|MIT Department: Computational and Systems Biology
Faculty Mentor: Prof. Ernst Fraenkel
Undergraduate Institution: University of Maryland, Baltimore County
I am studying Physics and Computer Science, I am particularly interested in the intersection of Physics, Biology, and Computer Science. I am truly interested in pursuing a career in biomedical engineering and creating devices that better people’s lives.

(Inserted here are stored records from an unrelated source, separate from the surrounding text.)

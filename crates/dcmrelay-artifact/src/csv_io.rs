//! Hand-rolled, `;`-delimited, schema-preserving CSV I/O (spec §4.2,
//! grounded on `run_artifacts.py`'s `write_csv_row`/`read_csv_rows`/
//! `write_csv_table`). No `csv` crate: quoting rules are the minimal RFC4180
//! subset the original's `csv` module produces (quote a field iff it
//! contains the separator, a quote, or a newline; double embedded quotes).

use std::collections::HashMap;
use std::io::Write;

use camino::Utf8Path;
use dcmrelay_types::CSV_SEP;

use crate::csv_record::CsvRecord;
use crate::error::ArtifactError;

fn quote_field(field: &str) -> String {
    if field.contains(CSV_SEP) || field.contains('"') || field.contains('\n') || field.contains('\r')
    {
        format!("\"{}\"", field.replace('"', "\"\""))
    } else {
        field.to_string()
    }
}

fn render_row(values: &[&str]) -> String {
    values
        .iter()
        .map(|v| quote_field(v))
        .collect::<Vec<_>>()
        .join(&CSV_SEP.to_string())
}

/// Split one CSV line on `;`, honoring double-quoted fields.
fn split_csv_line(line: &str) -> Vec<String> {
    let mut fields = Vec::new();
    let mut current = String::new();
    let mut in_quotes = false;
    let mut chars = line.chars().peekable();

    while let Some(c) = chars.next() {
        if in_quotes {
            if c == '"' {
                if chars.peek() == Some(&'"') {
                    current.push('"');
                    chars.next();
                } else {
                    in_quotes = false;
                }
            } else {
                current.push(c);
            }
        } else if c == '"' && current.is_empty() {
            in_quotes = true;
        } else if c == CSV_SEP {
            fields.push(std::mem::take(&mut current));
        } else {
            current.push(c);
        }
    }
    fields.push(current);
    fields
}

fn read_lines(path: &Utf8Path) -> Result<Vec<String>, ArtifactError> {
    let text = std::fs::read_to_string(path).map_err(|source| ArtifactError::Read {
        path: path.to_path_buf(),
        source,
    })?;
    Ok(text.lines().map(str::to_string).collect())
}

/// Append one row to `path`, writing a header first if the file is new.
/// If the file already exists, its current header's column order is
/// preserved (back-compat with older schemas that may list a subset, or a
/// different order, of `T::field_names()`).
pub fn append_csv_row<T: CsvRecord>(path: &Utf8Path, row: &T) -> Result<(), ArtifactError> {
    if let Some(parent) = path.parent() {
        std::fs::create_dir_all(parent).map_err(|source| ArtifactError::CreateDir {
            path: parent.to_path_buf(),
            source,
        })?;
    }

    let write_header = !path.exists();
    let active_fields: Vec<String> = if write_header {
        T::field_names().iter().map(|s| s.to_string()).collect()
    } else {
        let lines = read_lines(path)?;
        match lines.first() {
            Some(header) if !header.trim().is_empty() => split_csv_line(header),
            _ => T::field_names().iter().map(|s| s.to_string()).collect(),
        }
    };

    let owned_values = row.to_row();
    let by_field: HashMap<&str, &str> = T::field_names()
        .iter()
        .copied()
        .zip(owned_values.iter().map(String::as_str))
        .collect();
    let values: Vec<&str> = active_fields
        .iter()
        .map(|f| by_field.get(f.as_str()).copied().unwrap_or(""))
        .collect();

    let mut file = std::fs::OpenOptions::new()
        .create(true)
        .append(true)
        .open(path)
        .map_err(|source| ArtifactError::Write {
            path: path.to_path_buf(),
            source,
        })?;

    if write_header {
        let header_refs: Vec<&str> = active_fields.iter().map(String::as_str).collect();
        writeln!(file, "{}", render_row(&header_refs)).map_err(|source| ArtifactError::Write {
            path: path.to_path_buf(),
            source,
        })?;
    }
    writeln!(file, "{}", render_row(&values)).map_err(|source| ArtifactError::Write {
        path: path.to_path_buf(),
        source,
    })?;
    file.sync_all().map_err(|source| ArtifactError::Write {
        path: path.to_path_buf(),
        source,
    })?;
    Ok(())
}

/// Read every row of `path` into `T`, tolerating a header whose column order
/// (or subset) differs from `T::field_names()`. Returns an empty vec if the
/// file doesn't exist.
pub fn read_csv_rows<T: CsvRecord>(path: &Utf8Path) -> Result<Vec<T>, ArtifactError> {
    if !path.exists() {
        return Ok(Vec::new());
    }
    let lines = read_lines(path)?;
    let Some(header_line) = lines.first() else {
        return Ok(Vec::new());
    };
    let header = split_csv_line(header_line);

    let mut rows = Vec::new();
    for (idx, line) in lines.iter().enumerate().skip(1) {
        if line.trim().is_empty() {
            continue;
        }
        let fields = split_csv_line(line);
        let map: HashMap<&str, &str> = header
            .iter()
            .map(String::as_str)
            .zip(fields.iter().map(String::as_str).chain(std::iter::repeat("")))
            .collect();
        let row = T::from_row(&map).map_err(|reason| ArtifactError::MalformedRow {
            path: path.to_path_buf(),
            line: idx + 1,
            reason,
        })?;
        rows.push(row);
    }
    Ok(rows)
}

/// Rewrite `path` from scratch with exactly `T::field_names()` as the header
/// (used by in-place patch-back operations like `apply_send_result_updates`).
pub fn write_csv_table<T: CsvRecord>(path: &Utf8Path, rows: &[T]) -> Result<(), ArtifactError> {
    let header_refs = T::field_names();
    let mut buf = String::new();
    buf.push_str(&render_row(header_refs));
    buf.push('\n');
    for row in rows {
        let values = row.to_row();
        let value_refs: Vec<&str> = values.iter().map(String::as_str).collect();
        buf.push_str(&render_row(&value_refs));
        buf.push('\n');
    }
    dcmrelay_util::atomic_write::write_file_atomic(path, &buf)?;
    Ok(())
}

#[cfg(test)]
mod tests {
    use super::*;
    use camino::Utf8Path;
    use dcmrelay_types::record::FolderManifestRow;
    use tempfile::tempdir;

    fn row(n: u64) -> FolderManifestRow {
        FolderManifestRow {
            run_id: "r1".into(),
            folder_path: format!("/a/{n}"),
            file_count: n,
            size_bytes: n * 100,
            discovered_at: "2026-07-28T00:00:00".into(),
        }
    }

    #[test]
    fn append_then_read_round_trips() {
        let dir = tempdir().unwrap();
        let path = Utf8Path::from_path(dir.path()).unwrap().join("folders.csv");
        append_csv_row(&path, &row(1)).unwrap();
        append_csv_row(&path, &row(2)).unwrap();

        let rows: Vec<FolderManifestRow> = read_csv_rows(&path).unwrap();
        assert_eq!(rows.len(), 2);
        assert_eq!(rows[0].folder_path, "/a/1");
        assert_eq!(rows[1].file_count, 2);
    }

    #[test]
    fn values_containing_separator_round_trip_through_quoting() {
        let dir = tempdir().unwrap();
        let path = Utf8Path::from_path(dir.path()).unwrap().join("folders.csv");
        let mut r = row(1);
        r.folder_path = "/a;b/weird\"path".into();
        append_csv_row(&path, &r).unwrap();

        let rows: Vec<FolderManifestRow> = read_csv_rows(&path).unwrap();
        assert_eq!(rows[0].folder_path, "/a;b/weird\"path");
    }

    #[test]
    fn write_csv_table_rewrites_whole_file() {
        let dir = tempdir().unwrap();
        let path = Utf8Path::from_path(dir.path()).unwrap().join("folders.csv");
        write_csv_table(&path, &[row(1), row(2), row(3)]).unwrap();
        let rows: Vec<FolderManifestRow> = read_csv_rows(&path).unwrap();
        assert_eq!(rows.len(), 3);

        write_csv_table(&path, &[row(9)]).unwrap();
        let rows: Vec<FolderManifestRow> = read_csv_rows(&path).unwrap();
        assert_eq!(rows.len(), 1);
        assert_eq!(rows[0].file_count, 9);
    }

    #[test]
    fn reading_missing_file_returns_empty() {
        let dir = tempdir().unwrap();
        let path = Utf8Path::from_path(dir.path()).unwrap().join("nope.csv");
        let rows: Vec<FolderManifestRow> = read_csv_rows(&path).unwrap();
        assert!(rows.is_empty());
    }
}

Using Supervised Machine Learning Methods to Create a Gene-Based ALS Predictor from Postmortem Transcriptomics Data
Christopher Bain1, Divya Ramamoorthy2, Ernest Fraenkel2
1Department of Physics and Biomedical Engineering, University of Maryland,
2Department of Systems and Computational Biology,
Massachusetts Institute of Technology
Amyotrophic Lateral Sclerosis is a fatally progressive, paralytic disorder characterized by the degeneration of motor neurons in the brain and spinal cord. Typically, death due to respiratory paralysis occurs within 3 to 5 years. While several pathogenic mutations have been identified, the vast majority of ALS cases have no family history of disease. Thus, for most ALS cases, the disease may be a product of multiple pathways contributing to varying degrees in each patient. To further assess this case, we use logistic regression and other supervised machine learning methods to analyze a set of ~300 patients’ genetic profiles in order to identify clusters of patients with similar transcriptomic markers. Identification of such clusters would allow us to construct an algorithm that can take in a patient’s genes and make an accurate prediction for their likelihood of developing ALS in the future. Moreover, finding significant similarities in genes of patients could give crucial insights to the future of neurodegenerative research and further care for ALS patients. We were able to construct an agent that was able to predict if a patient had ALS with 86.7% accuracy. In addition, using the coefficient scores from the method we were able to find correlations between the heavily weighted genes and compensatory mechanisms the body implements in ALS patients. We believe Logistic Regression to be a strong classifier for identifying both the likelihood of a patient having ALS as well as identifying correct weights for specific genes.